» What to produce
When you find the word "picked" in a line of the entries, please copy the whole line.

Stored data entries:
//! Minibatch iteration over a loaded [`Dataset`].
//!
//! The iterator consumes indices from [`Dataset::rest`]; once the residual set runs dry
//! the epoch ends, the last batch is flagged with `is_new_epoch` and the set is refilled.

use std::fmt;

use ndarray::{s, Array1, Array2, Array3, ErrorKind, ShapeError};
use rand::rngs::StdRng;
use rand::seq::{index, SliceRandom};
use rand::{rng, SeedableRng};

use crate::config::CTC_PAD_VALUE;
use crate::dataset::Dataset;
use crate::error::{DatasetError, Result};

/// A padded minibatch. Row `i` of every array belongs to `indices[i]`.
#[derive(Clone)]
pub struct MiniBatch {
    pub indices: Vec<usize>,
    /// `[batch, max_frames, input_size]`, zero padded.
    pub inputs: Array3<f32>,
    pub input_lens: Vec<usize>,
    /// `[batch, max_len]`, padded with the `<EOS>` index.
    pub att_labels: Array2<i64>,
    pub att_label_lens: Vec<usize>,
    /// `[batch, max_len]`, padded with `-1`.
    pub ctc_labels: Array2<i64>,
    pub ctc_label_lens: Vec<usize>,
    /// Set on the last batch of an epoch.
    pub is_new_epoch: bool,
    /// Epoch this batch was drawn in, starting at 0.
    pub epoch: usize,
}

impl MiniBatch {
    pub fn batch_size(&self) -> usize {
        self.indices.len()
    }

    pub fn max_frames(&self) -> usize {
        self.inputs.len_of(ndarray::Axis(1))
    }

    /// Splits the batch into `num_gpu` contiguous shards whose sizes differ by at most
    /// one. Shards that would be empty are dropped.
    pub fn split(&self, num_gpu: usize) -> Vec<MiniBatch> {
        let n = self.batch_size();
        let num_gpu = num_gpu.max(1);
        let (base, extra) = (n / num_gpu, n % num_gpu);
        let mut shards = Vec::with_capacity(num_gpu);
        let mut start = 0;
        for g in 0..num_gpu {
            let len = base + usize::from(g < extra);
            if len == 0 {
                continue;
            }
            let end = start + len;
            shards.push(MiniBatch {
                indices: self.indices[start..end].to_vec(),
                inputs: self.inputs.slice(s![start..end, .., ..]).to_owned(),
                input_lens: self.input_lens[start..end].to_vec(),
                att_labels: self.att_labels.slice(s![start..end, ..]).to_owned(),
                att_label_lens: self.att_label_lens[start..end].to_vec(),
                ctc_labels: self.ctc_labels.slice(s![start..end, ..]).to_owned(),
                ctc_label_lens: self.ctc_label_lens[start..end].to_vec(),
                is_new_epoch: self.is_new_epoch,
                epoch: self.epoch,
            });
            start = end;
        }
        shards
    }
}

impl fmt::Debug for MiniBatch {
    fn fmt(&self, f: &mut fmt::Formatter<'_>) -> fmt::Result {
        f.write_fmt(format_args!(
            "MiniBatch with batch_size: {}, inputs: {:?}, att_labels: {:?}, ctc_labels: {:?}, epoch: {}{}",
            self.batch_size(),
            self.inputs.shape(),
            self.att_labels.shape(),
            self.ctc_labels.shape(),
            self.epoch,
            if self.is_new_epoch { " (last)" } else { "" }
        ))
    }
}

/// Endless minibatch iterator. Bound it with `take` or stop on `is_new_epoch`.
pub struct MiniBatches<'a> {
    dataset: &'a mut Dataset,
    rng: StdRng,
    epoch: usize,
}

impl<'a> MiniBatches<'a> {
    pub fn new(dataset: &'a mut Dataset) -> Self {
        let rng = StdRng::from_rng(&mut rng());
        Self { dataset, rng, epoch: 0 }
    }

    pub fn with_seed(dataset: &'a mut Dataset, seed: u64) -> Self {
        Self { dataset, rng: StdRng::seed_from_u64(seed), epoch: 0 }
    }

    pub fn epoch(&self) -> usize {
        self.epoch
    }

    pub fn dataset(&self) -> &Dataset {
        &*self.dataset
    }

    fn ordered(&self) -> bool {
        let options = self.dataset.options();
        options.sort_utt || (options.sorta_grad && self.epoch == 0)
    }

    fn select(&mut self) -> Vec<usize> {
        let batch_size = self.dataset.batch_size();
        let sort_utt = self.dataset.options().sort_utt;
        let ordered = self.ordered();
        let rest = self.dataset.rest();
        let mut picked: Vec<usize> = if ordered {
            // `rest` iterates in index order, i.e. shortest utterances first.
            rest.iter().take(batch_size).copied().collect()
        } else {
            let candidates: Vec<usize> = rest.iter().copied().collect();
            let amount = batch_size.min(candidates.len());
            index::sample(&mut self.rng, candidates.len(), amount)
                .into_iter()
                .map(|i| candidates[i])
                .collect()
        };
        if ordered && sort_utt {
            picked.shuffle(&mut self.rng);
        }
        picked
    }

    pub fn next_batch(&mut self) -> Result<MiniBatch> {
        if self.dataset.rest().is_empty() {
            self.dataset.reset_rest();
        }
        let indices = self.select();
        let rest = self.dataset.rest_mut();
        for i in indices.iter() {
            rest.remove(i);
        }

        let epoch = self.epoch;
        let is_new_epoch = rest.is_empty();
        if is_new_epoch {
            self.epoch += 1;
            self.dataset.reset_rest();
        }
        collate(&*self.dataset, indices, epoch, is_new_epoch)
    }
}

impl Iterator for MiniBatches<'_> {
    type Item = Result<MiniBatch>;

    fn next(&mut self) -> Option<Self::Item> {
        Some(self.next_batch())
    }
}

fn collate(ds: &Dataset, indices: Vec<usize>, epoch: usize, is_new_epoch: bool) -> Result<MiniBatch> {
    let input_size = ds.input_size();
    let feats: Vec<_> = indices.iter().map(|&i| &ds.inputs()[i]).collect();
    let max_frames = feats.iter().map(|x| x.nrows()).max().unwrap_or(0);
    let mut inputs = Array3::<f32>::zeros((indices.len(), max_frames, input_size));
    for (row, x) in feats.iter().enumerate() {
        if x.ncols() != input_size {
            return Err(DatasetError::Shape(ShapeError::from_kind(ErrorKind::IncompatibleShape)));
        }
        inputs.slice_mut(s![row, ..x.nrows(), ..]).assign(*x);
    }
    let input_lens = feats.iter().map(|x| x.nrows()).collect();

    let eos_index = ds.options().eos_index;
    let (att_labels, att_label_lens) = pad_labels(indices.iter().map(|&i| &ds.att_labels()[i]), eos_index);
    let (ctc_labels, ctc_label_lens) = pad_labels(indices.iter().map(|&i| &ds.ctc_labels()[i]), CTC_PAD_VALUE);

    Ok(MiniBatch {
        indices,
        inputs,
        input_lens,
        att_labels,
        att_label_lens,
        ctc_labels,
        ctc_label_lens,
        is_new_epoch,
        epoch,
    })
}

fn pad_labels<'l>(labels: impl Iterator<Item = &'l Array1<i64>>, pad: i64) -> (Array2<i64>, Vec<usize>) {
    let labels: Vec<_> = labels.collect();
    let max_len = labels.iter().map(|y| y.len()).max().unwrap_or(0);
    let mut out = Array2::from_elem((labels.len(), max_len), pad);
    for (row, y) in labels.iter().enumerate() {
        out.slice_mut(s![row, ..y.len()]).assign(*y);
    }
    (out, labels.iter().map(|y| y.len()).collect())
}

#[cfg(test)]
mod tests {
    use std::collections::BTreeSet;

    use super::*;
    use crate::dataset::DatasetOptions;
    use ndarray::{array, Array};

    // Utterance i has i + 1 frames, i + 2 attention labels and i + 1 CTC labels.
    fn toy_dataset(n: usize, options: DatasetOptions) -> Dataset {
        let inputs = (0..n)
            .map(|i| Array::from_shape_fn((i + 1, 3), |(t, d)| (i * 100 + t * 10 + d) as f32))
            .collect();
        let att = (0..n).map(|i| Array1::from_elem(i + 2, i as i64 + 2)).collect();
        let ctc = (0..n).map(|i| Array1::from_elem(i + 1, i as i64)).collect();
        Dataset::in_memory(inputs, att, ctc, options)
    }

    #[test]
    fn one_epoch_visits_every_index_once() {
        for (sort_utt, sorta_grad) in [(true, false), (false, true), (false, false)] {
            let mut ds = toy_dataset(10, DatasetOptions::new(3, 1).sort_utt(sort_utt).sorta_grad(sorta_grad));
            let mut batches = MiniBatches::with_seed(&mut ds, 0);
            let mut seen = BTreeSet::new();
            let mut sizes = Vec::new();
            loop {
                let batch = batches.next_batch().unwrap();
                sizes.push(batch.batch_size());
                for i in batch.indices.iter() {
                    assert!(seen.insert(*i), "index {i} drawn twice");
                }
                if batch.is_new_epoch {
                    break;
                }
            }
            assert_eq!(sizes, [3, 3, 3, 1]);
            assert_eq!(seen, (0..10).collect::<BTreeSet<usize>>());
            assert_eq!(batches.epoch(), 1);
            assert_eq!(batches.dataset().rest().len(), 10);
        }
    }

    #[test]
    fn ordered_batches_grow_in_length() {
        let mut ds = toy_dataset(8, DatasetOptions::new(2, 1).sort_utt(true));
        let batches: Vec<_> = MiniBatches::with_seed(&mut ds, 7).take(4).map(|b| b.unwrap()).collect();
        for (k, batch) in batches.iter().enumerate() {
            let mut idx = batch.indices.clone();
            idx.sort();
            assert_eq!(idx, [2 * k, 2 * k + 1]);
        }
        assert!(batches.windows(2).all(|w| w[0].max_frames() <= w[1].max_frames()));
    }

    #[test]
    fn sorta_grad_goes_random_after_first_epoch() {
        let mut ds = toy_dataset(6, DatasetOptions::new(6, 1).sorta_grad(true));
        let mut batches = MiniBatches::with_seed(&mut ds, 3);
        let first = batches.next_batch().unwrap();
        assert_eq!(first.indices, [0, 1, 2, 3, 4, 5]);
        assert!(first.is_new_epoch);
        assert_eq!(first.epoch, 0);
        let second = batches.next_batch().unwrap();
        assert_eq!(second.epoch, 1);
        let mut idx = second.indices.clone();
        idx.sort();
        assert_eq!(idx, [0, 1, 2, 3, 4, 5]);
    }

    #[test]
    fn padding_values() {
        let mut ds = toy_dataset(3, DatasetOptions::new(3, 9).sort_utt(false));
        let batch = MiniBatches::with_seed(&mut ds, 1).next().unwrap().unwrap();
        assert_eq!(batch.inputs.shape(), &[3, 3, 3]);
        assert_eq!(batch.att_labels.shape(), &[3, 4]);
        assert_eq!(batch.ctc_labels.shape(), &[3, 3]);
        let row = batch.indices.iter().position(|&i| i == 0).unwrap();
        assert_eq!(batch.input_lens[row], 1);
        assert_eq!(batch.inputs.slice(s![row, 0, ..]), array![0.0f32, 1.0, 2.0]);
        assert_eq!(batch.inputs.slice(s![row, 1.., ..]).sum(), 0.0);
        assert_eq!(batch.att_labels.row(row), array![2i64, 2, 9, 9]);
        assert_eq!(batch.ctc_labels.row(row), array![0i64, -1, -1]);
        assert_eq!(batch.att_label_lens[row], 2);
        assert_eq!(batch.ctc_label_lens[row], 1);
    }

    #[test]
    fn effective_batch_size_and_shards() {
        let mut ds = toy_dataset(10, DatasetOptions::new(2, 1).num_gpu(2));
        assert_eq!(ds.batch_size(), 4);
        let batch = MiniBatches::with_seed(&mut ds, 0).next_batch().unwrap();
        assert_eq!(batch.batch_size(), 4);
        let shards = batch.split(3);
        let sizes: Vec<_> = shards.iter().map(|s| s.batch_size()).collect();
        assert_eq!(sizes, [2, 1, 1]);
        assert_eq!(shards[0].indices, batch.indices[..2]);
        assert_eq!(shards[2].inputs.shape()[1..], batch.inputs.shape()[1..]);
        assert_eq!(batch.split(8).len(), 4);
    }

    #[test]
    fn externally_drained_rest_is_refilled() {
        let mut ds = toy_dataset(4, DatasetOptions::new(3, 1));
        ds.rest_mut().clear();
        let batch = MiniBatches::with_seed(&mut ds, 0).next_batch().unwrap();
        assert_eq!(batch.batch_size(), 3);
        assert!(!batch.is_new_epoch);
        assert_eq!(ds.rest().len(), 1);
    }
}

» Task result
        let mut picked: Vec<usize> = if ordered {
            picked.shuffle(&mut self.rng);
        picked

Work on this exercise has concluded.